Adana QH

“The ulti­mate Adana flatbed”

Adana QH Advert
Adana QH Advert

“The ulti­mate Adana flat­bed” is how Bob Richard­son describes the Adana QH (which is also referred to as the Adana HQ). The machine is cap­able of a large print­ing area (9.75″ x 7.25″) but speed of out­put is slow. This dis­suaded the job­bing print­er from using this machine; but it was taken up by art col­leges and those wish­ing to exper­i­ment. John Ryder’s ‘Print­ing for Pleas­ure’ makes a great case for the QH — the flat bed allows sim­pler lock­ing-up; and for ink­ing to be car­ried out select­ively. There are many who con­sider the ink­ing mech­an­ism inad­equate and remove the arms to allow hand-ink­ing by roller.

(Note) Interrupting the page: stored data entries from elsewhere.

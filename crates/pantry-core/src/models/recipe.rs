// ABOUTME: Recipe record model shared by catalog-sourced and LLM-generated recipes
// ABOUTME: Flat record with delimited ingredients, cooking time, and categorical fields
//
// SPDX-License-Identifier: MIT OR Apache-2.0
// Copyright (c) 2026 Pantry Chef Contributors

use serde::{Deserialize, Serialize};

use crate::constants::generation::DEFAULT_REASON;
use crate::errors::{AppError, AppResult};

/// One recipe, either loaded from the catalog or produced by the generation service.
///
/// Ingredients stay a single comma-delimited string at this boundary; the
/// matching engine splits it when computing overlap. Meal type and cuisine are
/// categorical values compared case-insensitively.
#[derive(Debug, Clone, PartialEq, Eq, Serialize, Deserialize)]
pub struct RecipeRecord {
    /// Recipe name
    #[serde(rename = "recipe_name", alias = "name")]
    pub name: String,
    /// Comma-delimited ingredient names
    pub ingredients: String,
    /// Cooking time in minutes (always > 0 for a valid record)
    pub cooking_time: u32,
    /// Meal type (Breakfast, Lunch, Dinner, ...)
    #[serde(default)]
    pub meal_type: String,
    /// Cuisine (Italian, Indian, ...)
    #[serde(default)]
    pub cuisine: String,
    /// Free-form cooking instructions
    pub instructions: String,
    /// Human-readable justification, mostly set on generated recipes
    #[serde(default, skip_serializing_if = "Option::is_none")]
    pub reason: Option<String>,
}

impl RecipeRecord {
    /// Create a record with every categorical field set
    #[must_use]
    pub fn new(
        name: impl Into<String>,
        ingredients: impl Into<String>,
        cooking_time: u32,
        meal_type: impl Into<String>,
        cuisine: impl Into<String>,
        instructions: impl Into<String>,
    ) -> Self {
        Self {
            name: name.into(),
            ingredients: ingredients.into(),
            cooking_time,
            meal_type: meal_type.into(),
            cuisine: cuisine.into(),
            instructions: instructions.into(),
            reason: None,
        }
    }

    /// Attach a justification
    #[must_use]
    pub fn with_reason(mut self, reason: impl Into<String>) -> Self {
        self.reason = Some(reason.into());
        self
    }

    /// Justification, or the stock one when none was provided
    #[must_use]
    pub fn reason_or_default(&self) -> &str {
        self.reason.as_deref().unwrap_or(DEFAULT_REASON)
    }

    /// Case-insensitive meal type comparison
    #[must_use]
    pub fn matches_meal_type(&self, meal_type: &str) -> bool {
        self.meal_type.to_lowercase() == meal_type.to_lowercase()
    }

    /// Case-insensitive cuisine comparison
    #[must_use]
    pub fn matches_cuisine(&self, cuisine: &str) -> bool {
        self.cuisine.to_lowercase() == cuisine.to_lowercase()
    }

    /// Whether the recipe can be cooked within `budget_mins`
    #[must_use]
    pub const fn fits_time_budget(&self, budget_mins: u32) -> bool {
        self.cooking_time <= budget_mins
    }

    /// Check the structural invariants of a record
    ///
    /// # Errors
    ///
    /// Returns `MissingRequiredField` when the name, ingredients, or instructions
    /// are blank and `ValueOutOfRange` when the cooking time is zero.
    pub fn validate(&self) -> AppResult<()> {
        if self.name.trim().is_empty() {
            return Err(AppError::missing_field("recipe_name"));
        }
        if self.ingredients.trim().is_empty() {
            return Err(AppError::missing_field("ingredients"));
        }
        if self.instructions.trim().is_empty() {
            return Err(AppError::missing_field("instructions"));
        }
        if self.cooking_time == 0 {
            return Err(AppError::out_of_range(format!(
                "Recipe '{}' has a cooking time of 0 minutes",
                self.name
            )));
        }
        Ok(())
    }
}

The Adana series of flat­bed machines began in 1922, and the QH was the last in that series. The imme­di­ate pre­de­cessor of the QH was the ‘QFB-1945’. The QH ini­tially came out in 1949 without an ink­ing disc, and a single, large roller. By 1957 this was phased out in favour of a rotat­ing ink disc and two smal­ler rollers. Adana dis­con­tin­ued the machine in 1985.

The QH has a num­ber of refine­ments: there screw in the back of the platen pre­vents too much force being applied to the forme; and an eccent­ric rod at the hinged end allows for adjust­ment to cre­ate a level print­ing sur­face. The press is com­monly called the Adana HQ, but the firm­’s cata­logues state that the machine is called the ‘Adana QH’.

These machines are more sought-after and appear on the mar­ket less fre­quently than Adana’s ver­tic­al platen machines.